▸ How to complete this task
Exactly as given, write out all the entries again.

▸ Data for processing
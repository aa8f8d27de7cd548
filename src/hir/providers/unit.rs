//! Members of the rule unit and OOPath segments that walk them.

use std::ops::ControlFlow;
use std::sync::Arc;

use super::DeclarationProvider;
use crate::hir::error::ScopeResult;
use crate::hir::resolve::{ResolveCtx, SymbolVisitor};
use crate::hir::symbols::{Origin, SourceLocation, Symbol, SymbolKind};
use crate::hir::types::{BeanProperty, TypeDescriptor, TypeRef};
use crate::syntax::{PathSegment, Pattern, PatternKind};

/// Methods and bean properties of the file's `unit` class, visible in
/// every rule of the file.
#[derive(Clone, Copy, Debug, Default)]
pub struct UnitMemberProvider;

impl DeclarationProvider for UnitMemberProvider {
    fn origin(&self) -> Origin {
        Origin::UnitMember
    }

    fn contribute(
        &self,
        ctx: &ResolveCtx<'_>,
        visitor: &mut dyn SymbolVisitor,
    ) -> ScopeResult<ControlFlow<()>> {
        if ctx.enclosing_rule().is_none() {
            return Ok(ControlFlow::Continue(()));
        }
        let Some(unit) = ctx.unit_type() else {
            return Ok(ControlFlow::Continue(()));
        };

        for method in &unit.methods {
            let mut symbol = Symbol::new(
                method.name.clone(),
                SymbolKind::Function,
                Origin::UnitMember,
                SourceLocation::host(&unit.qualified_name, Some(&method.name)),
            )
            .with_container(unit.qualified_name.clone());
            symbol.declared_type = method.return_type.clone();
            emit!(ctx, visitor, symbol);
        }
        for property in unit.bean_properties().into_values() {
            let member = property.getter.as_deref().or(property.setter.as_deref());
            let symbol = Symbol::new(
                property.name.clone(),
                SymbolKind::Variable,
                Origin::UnitMember,
                SourceLocation::host(&unit.qualified_name, member),
            )
            .with_type(property.value_type.clone())
            .with_container(unit.qualified_name.clone());
            emit!(ctx, visitor, symbol);
        }
        Ok(ControlFlow::Continue(()))
    }
}

/// The property named by the OOPath segment under the position.
///
/// The first segment is a property of the unit class; each later segment
/// is a property of the element type the previous one produced.
#[derive(Clone, Copy, Debug, Default)]
pub struct PathSegmentProvider;

impl DeclarationProvider for PathSegmentProvider {
    fn origin(&self) -> Origin {
        Origin::PathSegmentProperty
    }

    fn contribute(
        &self,
        ctx: &ResolveCtx<'_>,
        visitor: &mut dyn SymbolVisitor,
    ) -> ScopeResult<ControlFlow<()>> {
        let Some((_, rule)) = ctx.enclosing_rule() else {
            return Ok(ControlFlow::Continue(()));
        };
        let Some((segments, index)) = segment_at(&rule.condition.patterns, ctx) else {
            return Ok(ControlFlow::Continue(()));
        };
        let Some(unit) = ctx.unit_type() else {
            return Ok(ControlFlow::Continue(()));
        };

        let mut owner = unit;
        for (i, segment) in segments.iter().enumerate().take(index + 1) {
            ctx.check_cancelled()?;
            let Some(property) = owner.bean_property(&segment.name) else {
                tracing::trace!(
                    "[SCOPE] path segment '{}' is not a property of {}",
                    segment.name,
                    owner.qualified_name
                );
                return Ok(ControlFlow::Continue(()));
            };
            let element = property
                .value_type
                .element_type_in(&ctx.config.container_types)
                .cloned();

            if i == index {
                emit!(ctx, visitor, segment_symbol(&owner, &property, element));
                break;
            }

            let next = element
                .as_ref()
                .unwrap_or(&property.value_type)
                .name()
                .and_then(|name| ctx.resolve_type_name(name));
            match next {
                Some(next) => owner = next,
                None => return Ok(ControlFlow::Continue(())),
            }
        }
        Ok(ControlFlow::Continue(()))
    }
}

fn segment_symbol(
    owner: &Arc<TypeDescriptor>,
    property: &BeanProperty,
    element: Option<TypeRef>,
) -> Symbol {
    let member = property.getter.as_deref().or(property.setter.as_deref());
    Symbol::new(
        property.name.clone(),
        SymbolKind::Variable,
        Origin::PathSegmentProperty,
        SourceLocation::host(&owner.qualified_name, member),
    )
    .with_type(element.unwrap_or_else(|| property.value_type.clone()))
    .with_container(owner.qualified_name.clone())
}

/// Find the OOPath whose segment contains the position, and that segment's
/// index.
fn segment_at<'a>(
    patterns: &'a [Pattern],
    ctx: &ResolveCtx<'_>,
) -> Option<(&'a [PathSegment], usize)> {
    let position = ctx.position();
    for pattern in patterns {
        if !pattern.range.contains_inclusive(position) {
            continue;
        }
        if let PatternKind::PathBind { segments, .. } = &pattern.kind {
            let index = segments
                .iter()
                .position(|s| s.range.contains_inclusive(position));
            if let Some(index) = index {
                return Some((segments, index));
            }
        }
        if let Some(found) = segment_at(pattern.children(), ctx) {
            return Some(found);
        }
    }
    None
}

▸ Task answer
repository aa8f8d27de7cd548
filename src/hir/providers/unit.rs
//! Members of the rule unit and OOPath segments that walk them.

use std::ops::ControlFlow;
use std::sync::Arc;

use super::DeclarationProvider;
use crate::hir::error::ScopeResult;
use crate::hir::resolve::{ResolveCtx, SymbolVisitor};
use crate::hir::symbols::{Origin, SourceLocation, Symbol, SymbolKind};
use crate::hir::types::{BeanProperty, TypeDescriptor, TypeRef};
use crate::syntax::{PathSegment, Pattern, PatternKind};

/// Methods and bean properties of the file's `unit` class, visible in
/// every rule of the file.
#[derive(Clone, Copy, Debug, Default)]
pub struct UnitMemberProvider;

impl DeclarationProvider for UnitMemberProvider {
    fn origin(&self) -> Origin {
        Origin::UnitMember
    }

    fn contribute(
        &self,
        ctx: &ResolveCtx<'_>,
        visitor: &mut dyn SymbolVisitor,
    ) -> ScopeResult<ControlFlow<()>> {
        if ctx.enclosing_rule().is_none() {
            return Ok(ControlFlow::Continue(()));
        }
        let Some(unit) = ctx.unit_type() else {
            return Ok(ControlFlow::Continue(()));
        };

        for method in &unit.methods {
            let mut symbol = Symbol::new(
                method.name.clone(),
                SymbolKind::Function,
                Origin::UnitMember,
                SourceLocation::host(&unit.qualified_name, Some(&method.name)),
            )
            .with_container(unit.qualified_name.clone());
            symbol.declared_type = method.return_type.clone();
            emit!(ctx, visitor, symbol);
        }
        for property in unit.bean_properties().into_values() {
            let member = property.getter.as_deref().or(property.setter.as_deref());
            let symbol = Symbol::new(
                property.name.clone(),
                SymbolKind::Variable,
                Origin::UnitMember,
                SourceLocation::host(&unit.qualified_name, member),
            )
            .with_type(property.value_type.clone())
            .with_container(unit.qualified_name.clone());
            emit!(ctx, visitor, symbol);
        }
        Ok(ControlFlow::Continue(()))
    }
}

/// The property named by the OOPath segment under the position.
///
/// The first segment is a property of the unit class; each later segment
/// is a property of the element type the previous one produced.
#[derive(Clone, Copy, Debug, Default)]
pub struct PathSegmentProvider;

impl DeclarationProvider for PathSegmentProvider {
    fn origin(&self) -> Origin {
        Origin::PathSegmentProperty
    }

    fn contribute(
        &self,
        ctx: &ResolveCtx<'_>,
        visitor: &mut dyn SymbolVisitor,
    ) -> ScopeResult<ControlFlow<()>> {
        let Some((_, rule)) = ctx.enclosing_rule() else {
            return Ok(ControlFlow::Continue(()));
        };
        let Some((segments, index)) = segment_at(&rule.condition.patterns, ctx) else {
            return Ok(ControlFlow::Continue(()));
        };
        let Some(unit) = ctx.unit_type() else {
            return Ok(ControlFlow::Continue(()));
        };

        let mut owner = unit;
        for (i, segment) in segments.iter().enumerate().take(index + 1) {
            ctx.check_cancelled()?;
            let Some(property) = owner.bean_property(&segment.name) else {
                tracing::trace!(
                    "[SCOPE] path segment '{}' is not a property of {}",
                    segment.name,
                    owner.qualified_name
                );
                return Ok(ControlFlow::Continue(()));
            };
            let element = property
                .value_type
                .element_type_in(&ctx.config.container_types)
                .cloned();

            if i == index {
                emit!(ctx, visitor, segment_symbol(&owner, &property, element));
                break;
            }

            let next = element
                .as_ref()
                .unwrap_or(&property.value_type)
                .name()
                .and_then(|name| ctx.resolve_type_name(name));
            match next {
                Some(next) => owner = next,
                None => return Ok(ControlFlow::Continue(())),
            }
        }
        Ok(ControlFlow::Continue(()))
    }
}

fn segment_symbol(
    owner: &Arc<TypeDescriptor>,
    property: &BeanProperty,
    element: Option<TypeRef>,
) -> Symbol {
    let member = property.getter.as_deref().or(property.setter.as_deref());
    Symbol::new(
        property.name.clone(),
        SymbolKind::Variable,
        Origin::PathSegmentProperty,
        SourceLocation::host(&owner.qualified_name, member),
    )
    .with_type(element.unwrap_or_else(|| property.value_type.clone()))
    .with_container(owner.qualified_name.clone())
}

/// Find the OOPath whose segment contains the position, and that segment's
/// index.
fn segment_at<'a>(
    patterns: &'a [Pattern],
    ctx: &ResolveCtx<'_>,
) -> Option<(&'a [PathSegment], usize)> {
    let position = ctx.position();
    for pattern in patterns {
        if !pattern.range.contains_inclusive(position) {
            continue;
        }
        if let PatternKind::PathBind { segments, .. } = &pattern.kind {
            let index = segments
                .iter()
                .position(|s| s.range.contains_inclusive(position));
            if let Some(index) = index {
                return Some((segments, index));
            }
        }
        if let Some(found) = segment_at(pattern.children(), ctx) {
            return Some(found);
        }
    }
    None
}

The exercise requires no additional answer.